Affiliation:
1. University of Utah, Salt Lake City, UT, USA
Abstract
Rapid cycle DNA amplification was continuously monitored by three different fluorescence techniques. Fluorescence was monitored by (i) the double-strand-specific dye SYBR® Green I, (ii) a decrease in fluorescein quenching by rhodamine after exonuclease cleavage of a dual-labeled hydrolysis probe and (iii) resonance energy transfer of fluorescein to Cy5TM by adjacent hybridization probes. Fluorescence data acquired once per cycle provides rapid absolute quantification of initial template copy number. The sensitivity of SYBRGreen I detection is limited by nonspecific product formation. Use of a single exonuclease hydrolysis probe or two adjacent hybridization probes offers increasing levels of specificity. In contrast to fluorescence measurement once per cycle, continuous monitoring throughout each cycle monitors the temperature dependence of fluorescence.

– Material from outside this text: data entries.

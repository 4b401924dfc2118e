//!
//! Traits Module
//!
//! - [`report_parser`]: the generic trait for turning a raw JSON report into a typed one.

pub mod report_parser;
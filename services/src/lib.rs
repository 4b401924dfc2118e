//! Request-side services of the grader: admission control over push and
//! comment events, the per-course policy registry it consults, and the
//! admission history store.

pub mod admission_service;
pub mod course_registry;
pub mod history;
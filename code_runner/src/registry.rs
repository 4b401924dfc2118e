//! Live task ids.
//!
//! At most one execution per task id may be in flight; a second claim for a
//! live id fails with [`GradeError::TaskBusy`] instead of sharing the workspace.

use crate::error::GradeError;
use common::task_id::TaskId;
use std::collections::HashSet;
use std::sync::{Arc, Mutex, MutexGuard};

#[derive(Debug, Clone, Default)]
pub struct TaskRegistry {
    live: Arc<Mutex<HashSet<TaskId>>>,
}

impl TaskRegistry {
    pub fn new() -> Self {
        Self::default()
    }

    pub fn claim(&self, task_id: &TaskId) -> Result<TaskLease, GradeError> {
        if !self.lock().insert(task_id.clone()) {
            tracing::warn!(task_id = %task_id, "Rejected request for a task that is already running");
            return Err(GradeError::TaskBusy(task_id.to_string()));
        }
        Ok(TaskLease {
            live: Arc::clone(&self.live),
            task_id: task_id.clone(),
        })
    }

    pub fn is_live(&self, task_id: &TaskId) -> bool {
        self.lock().contains(task_id)
    }

    pub fn len(&self) -> usize {
        self.lock().len()
    }

    pub fn is_empty(&self) -> bool {
        self.len() == 0
    }

    fn lock(&self) -> MutexGuard<'_, HashSet<TaskId>> {
        self.live.lock().unwrap_or_else(|poisoned| poisoned.into_inner())
    }
}

/// Exclusive hold on a task id, released on drop.
#[derive(Debug)]
pub struct TaskLease {
    live: Arc<Mutex<HashSet<TaskId>>>,
    task_id: TaskId,
}

impl TaskLease {
    pub fn task_id(&self) -> &TaskId {
        &self.task_id
    }
}

impl Drop for TaskLease {
    fn drop(&mut self) {
        self.live
            .lock()
            .unwrap_or_else(|poisoned| poisoned.into_inner())
            .remove(&self.task_id);
    }
}
pub mod config;
pub mod paths;
pub mod test_helpers;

The cumulative, irreversible signal of hydrolysis probes can be distinguished easily from the temperature-dependent, reversible signal of hybridization probes. By using SYBR Green I, product denaturation, annealing and extension can be followed within each cycle. Substantial product-to-product annealing occurs during later amplification cycles, suggesting that product annealing is a major cause of the plateau effect. Continuous within-cycle monitoring allows rapid optimization of amplification conditions and should be particularly useful in developing new, standardized clinical assays.
Subject
General Biochemistry, Genetics and Molecular Biology,Biotechnology
Cited by
1111 articles.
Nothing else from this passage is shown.